Before: CAMERON, P.J., and KOROBKIN and BAZZI, JJ.
PER CURIAM.
Defendant appeals as of right his bench-trial conviction of resisting or obstructing a police officer, MCL 750.81d(1). We affirm.
I. FACTUAL AND PROCEDURAL BACKGROUND
This case arose when defendant attempted to commit suicide at his home. Defendant’s neighbor called 911 after seeing him ingest several bottles of pills. When law enforcement arrived, defendant was initially frantic, but eventually agreed to go to the hospital. During his conversations with police, defendant admitted to ingesting pills and a bottle of wine because, he said, he was having cluster headaches. Police then observed defendant’s mood changed suddenly, and he barricaded himself in his bathroom. Fearing that defendant was experiencing an overdose, officers broke down the bathroom door. During the struggle that ensued, defendant headbutted, kicked, and spit at the officers. Defendant also, on multiple occasions, tried to grab one of the officer’s guns. Defendant was taken to the hospital, and ultimately charged as noted.1
During the proceedings below, defendant repeatedly declined appointed counsel in the circuit court. When prompted by the circuit court, he acknowledged that he understood the risks of self-representation, but repeatedly insisted that he wanted to represent himself. The circuit court
1 Defendant was initially charged with four counts of resisting or obstructing for each of the officers involved in the struggle, but the prosecutor later dropped three of the charges.

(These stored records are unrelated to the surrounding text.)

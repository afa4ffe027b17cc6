//! Runtime configuration of the quiz server

use std::{path::PathBuf, time::Duration};

use clap::{Parser, builder::TypedValueParser};

use crate::{
    constants::session::{DEFAULT_ANSWER_GRACE, MAX_PARTICIPANT_COUNT},
    session,
};

/// Command line and environment configuration
#[derive(Parser, Debug, Clone)]
#[command(name = "quizhost-server")]
#[command(about = "Live quiz session server", long_about = None)]
pub struct Config {
    /// Host address to bind the server to
    #[arg(short = 'H', long, env = "QUIZHOST_HOST", default_value = "127.0.0.1")]
    pub host: String,

    /// Port number to bind the server to
    #[arg(short = 'p', long, env = "QUIZHOST_PORT", default_value = "8080")]
    pub port: u16,

    /// Default log level, overridden by `RUST_LOG`
    #[arg(long, env = "QUIZHOST_LOG_LEVEL", default_value = "info")]
    pub log_level: String,

    /// Directory of `<quiz id>.json` files served when a host omits the snapshot
    #[arg(long, env = "QUIZHOST_QUIZ_DIR")]
    pub quiz_dir: Option<PathBuf>,

    /// File receiving one JSON line per finished session
    #[arg(long, env = "QUIZHOST_RESULTS_FILE")]
    pub results_file: Option<PathBuf>,

    /// Seconds added to a question's time limit before answering closes
    #[arg(long, env = "QUIZHOST_ANSWER_GRACE", default_value_t = DEFAULT_ANSWER_GRACE)]
    pub answer_grace: u64,

    /// Maximum number of participants per session
    #[arg(
        long,
        env = "QUIZHOST_MAX_PARTICIPANTS",
        default_value_t = MAX_PARTICIPANT_COUNT,
        value_parser = clap::value_parser!(u64).range(1..=MAX_PARTICIPANT_COUNT as u64).map(|v| v as usize)
    )]
    pub max_participants: usize,
}

impl Config {
    /// Per-session settings derived from the configuration
    pub fn session_options(&self) -> session::Options {
        session::Options {
            answer_grace: Duration::from_secs(self.answer_grace),
            max_participants: self.max_participants,
        }
    }
}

-1- accepted defendant’s waiver of counsel. Defendant was convicted as charged. This appeal followed.
II. WAIVER OF COUNSEL
Defendant argues that he was denied his constitutional right to the assistance of counsel because the circuit court improperly accepted his waiver of counsel. We disagree.
A. STANDARDS OF REVIEW
Because defendant failed to raise this issue below, we review it for “plain error affecting substantial rights.” People v Campbell, 316 Mich App 279, 283; 894 NW2d 72 (2016), overruled in part on other grounds by People v Arnold, 502 Mich 438; 918 NW2d 164 (2018). “To avoid forfeiture under the plain error rule, three requirements must be met: 1) error must have occurred, 2) the error was plain, i.e., clear or obvious, 3) and the plain error affected substantial rights.” People v Carines, 460 Mich 750, 763; 597 NW2d 130 (1999).
B. ANALYSIS
Criminal defendants have a constitutional right to the assistance of counsel, US Const, Am VI; Const 1963, art 1, § 20, which implicitly guarantees the right to self-representation, Campbell, 316 Mich App at 283. A defendant’s waiver of the right to counsel must be knowingly, voluntarily, and intelligently made. People v Russell, 471 Mich 182, 188; 684 NW2d 745 (2004). Because defendant only challenges his subsequent waivers of counsel in the circuit court, not his initial waiver in the district court, the record for each subsequent proceeding “need show only that the [circuit] court advised the defendant of the continuing right to a lawyer’s assistance (at public expense if the defendant is indigent) and that the defendant waived that right.” MCR 6.005(E).2 Specifically, before each subsequent proceeding:
(1) the defendant must reaffirm that a lawyer’s assistance is not wanted; or
(2) if the defendant requests a lawyer and is financially unable to retain one, the court must refer the defendant to the local indigent criminal defense system’s appointing authority for the appointment of one; or
(3) if the defendant wants to retain a lawyer and has the financial ability to do so, the court must allow the defendant a reasonable opportunity to retain one. [MCR 6.005(E)(1)-(3).]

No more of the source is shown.